Uplifted by the power of poetry

28th April 1995, 1:00am

Share

Uplifted by the power of poetry

https://www.tes.com/magazine/archive/uplifted-power-poetry
Dennis Carter on how Welsh pupils, inspired by the Clwyd Poetry Project, produced an oratorio through resurrecting Celtic mythology.

Beneath the heat of theatre lights a 10-year-old holds a large audience in her web of words. Every twitch of her lips, even gestures of her shoulder, are significant. She shows them an age of magic happenings and strange transformations: landscapes of Celtic mythology. She suspends them there as her classmates present the characters and their dilemmas. The characters’ songs produce moments of high emotion. Some songs are arias, some duets; some tell of love and some of war: allare composed by the children, from story to lyric to tune and accompaniment. Often the storyteller is accompanied by music, composed by the children, to heighten the significance of her narrative. The audience watches as one of the stories unfolds, the story of Math, son of Mathonwy from the great Welsh myth, the Mabinogi.
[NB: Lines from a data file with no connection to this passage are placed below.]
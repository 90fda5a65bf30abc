//! Module identifiers (MIDs).
//!
//! A MID names one module instance: a type letter, a serial number and an
//! optional network address for instances living on another host.
//!
//! ```text
//! D7               downloader #7, local
//! A12|10.0.0.5:80  analyzer #12 reachable at 10.0.0.5:80
//! ```

use std::cmp::Ordering;
use std::fmt;
use std::hash::{Hash, Hasher};
use std::net::{IpAddr, SocketAddr};
use std::str::FromStr;

use serde::{Serialize, Serializer};

use crate::error::CrawlerError;
use crate::module::ModuleType;

const ADDR_SEPARATOR: char = '|';

/// The decoded components of a MID.
#[derive(Debug, Clone, Copy, PartialEq, Eq)]
pub struct MidParts {
    pub module_type: ModuleType,
    pub serial: u64,
    pub addr: Option<SocketAddr>,
}

/// A validated module identifier.
///
/// Only obtainable through [`Mid::generate`] or parsing, so every value is
/// legal and round-trips through its textual form. Ordering, equality and
/// hashing follow the encoded string.
#[derive(Debug, Clone)]
pub struct Mid {
    encoded: String,
    parts: MidParts,
}

impl Mid {
    /// Builds the MID for the given type, serial number and optional address.
    pub fn generate(module_type: ModuleType, serial: u64, addr: Option<SocketAddr>) -> Self {
        let letter = module_type.letter();
        let encoded = match addr {
            Some(addr) => format!("{letter}{serial}{ADDR_SEPARATOR}{addr}"),
            None => format!("{letter}{serial}"),
        };
        Self {
            encoded,
            parts: MidParts {
                module_type,
                serial,
                addr,
            },
        }
    }

    /// Decodes and validates a MID string.
    pub fn parse(mid: &str) -> Result<Self, CrawlerError> {
        let parts = split_mid(mid)?;
        Ok(Self {
            encoded: mid.to_string(),
            parts,
        })
    }

    pub fn as_str(&self) -> &str {
        &self.encoded
    }

    pub fn parts(&self) -> MidParts {
        self.parts
    }

    pub fn module_type(&self) -> ModuleType {
        self.parts.module_type
    }

    pub fn serial(&self) -> u64 {
        self.parts.serial
    }

    pub fn addr(&self) -> Option<SocketAddr> {
        self.parts.addr
    }
}

/// Returns true if `mid` is a well-formed MID.
pub fn legal_mid(mid: &str) -> bool {
    split_mid(mid).is_ok()
}

fn split_mid(mid: &str) -> Result<MidParts, CrawlerError> {
    if mid.len() < 2 {
        return Err(CrawlerError::illegal_parameter(format!(
            "insufficient MID: {mid:?}"
        )));
    }
    let mut chars = mid.chars();
    let letter = chars.next().unwrap_or_default();
    let module_type = ModuleType::from_letter(letter).ok_or_else(|| {
        CrawlerError::illegal_parameter(format!("illegal module type letter: {letter}"))
    })?;
    let rest = chars.as_str();

    let (serial_str, addr_str) = match rest.rfind(ADDR_SEPARATOR) {
        Some(index) => (&rest[..index], Some(&rest[index + 1..])),
        None => (rest, None),
    };
    let serial = parse_unsigned::<u64>(serial_str).ok_or_else(|| {
        CrawlerError::illegal_parameter(format!("illegal module serial: {serial_str}"))
    })?;
    let addr = addr_str.map(parse_addr).transpose()?;

    Ok(MidParts {
        module_type,
        serial,
        addr,
    })
}

fn parse_addr(addr: &str) -> Result<SocketAddr, CrawlerError> {
    let index = match addr.rfind(':') {
        Some(index) if index > 0 => index,
        _ => {
            return Err(CrawlerError::illegal_parameter(format!(
                "illegal module address: {addr}"
            )));
        }
    };
    let (ip_str, port_str) = (&addr[..index], &addr[index + 1..]);
    let bare_ip = ip_str
        .strip_prefix('[')
        .and_then(|s| s.strip_suffix(']'))
        .unwrap_or(ip_str);
    let ip = bare_ip
        .parse::<IpAddr>()
        .map_err(|_| CrawlerError::illegal_parameter(format!("illegal module IP: {ip_str}")))?;
    let port = parse_unsigned::<u16>(port_str).ok_or_else(|| {
        CrawlerError::illegal_parameter(format!("illegal module port: {port_str}"))
    })?;
    Ok(SocketAddr::new(ip, port))
}

/// Plain decimal digits only; `str::parse` would also accept a leading `+`.
fn parse_unsigned<T: FromStr>(s: &str) -> Option<T> {
    if s.is_empty() || !s.bytes().all(|b| b.is_ascii_digit()) {
        return None;
    }
    s.parse().ok()
}

impl FromStr for Mid {
    type Err = CrawlerError;

    fn from_str(s: &str) -> Result<Self, Self::Err> {
        Mid::parse(s)
    }
}

impl fmt::Display for Mid {
    fn fmt(&self, f: &mut fmt::Formatter<'_>) -> fmt::Result {
        f.write_str(&self.encoded)
    }
}

impl PartialEq for Mid {
    fn eq(&self, other: &Self) -> bool {
        self.encoded == other.encoded
    }
}

impl Eq for Mid {}

impl Hash for Mid {
    fn hash<H: Hasher>(&self, state: &mut H) {
        self.encoded.hash(state);
    }
}

impl PartialOrd for Mid {
    fn partial_cmp(&self, other: &Self) -> Option<Ordering> {
        Some(self.cmp(other))
    }
}

impl Ord for Mid {
    fn cmp(&self, other: &Self) -> Ordering {
        self.encoded.cmp(&other.encoded)
    }
}

impl Serialize for Mid {
    fn serialize<S: Serializer>(&self, serializer: S) -> Result<S::Ok, S::Error> {
        serializer.serialize_str(&self.encoded)
    }
}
This was the culmination of weeks of endeavour in four Clwyd primary schools, one of the pilots of Clwyd Poetry Project, established in 1992 to research and develop poetry in the primary school. It was our response to the belief that poetry had been hidden in a corner of the English national curriculum without a rationale.

Clwyd Poetry Project surveyed the poetry scene in schools and sent questionnaires to poets working in them, education authorities and all primary schools in Wales. We examined eight ways of encountering poetry: listening, speaking, reading, memorising, discussing, engaging through other arts, composing and performing. The greatest progress was made in the relationship between poetry and the other arts.

A closer look at the Mabinogion pilot will illustrate one of our approaches. Rose Flint, a poet from Bath, was working with a group of children on the story of Pwyll, prince of Dyfed. In this story the hero exchanges identity with the lord of the underworld, Arawn, and sleeps with his wife, without touching her, for a year and a day. A nine-year-old girl thought of Arawn’s wife and how, perhaps, she thought that, because of this, something must have been wrong with her. She wrote: “I wondered if my hair had lost its shine.”

She showed the line to Rose, who affirmed its quality but suggested that it could be the first of many lines on the same theme. The child went away to complete the lyric in a wonderful burst of creativity: I wondered if my hair had lost its shine.

I wondered if I’d got all crinkly lines.

I wondered if I’d lost my sense of touch.

I wondered if my voice was shrill and rough.

I wondered if my eyes had lost their glow.

I wondered if my body was too slow.

I wondered if Arawn no longer loved me.

I wondered, could he see the real me.

Later she presented it to Alison Wright, a local musician who had been teaching the children basic principles of musical composition. Alison was impressed and suggested that the rhythm of the piece could be clapped, then transferred to various combinations of notes on the glockenspiel in a sort of musical doodling. Thereby a simple tune was worked out and later sung.

The evolution of this song is typical of the 20 performed in the four oratorios that night. Once lyric and tune were created, accompaniments were added, in this case on violin and recorder. This was a real opportunity not only for composition but also for apprentice violinists and recorder-players to perform: two requirements of national curriculum music achieved in the real context of creating an oratorio. By serving the aims of another subject this way, poetry was widening its influence in the curriculum. It was demonstrating what might happen in Sir Ron Dearing’s 20 per cent of free time. More significantly, the children were hearing and feeling the poetry in the words and in the music.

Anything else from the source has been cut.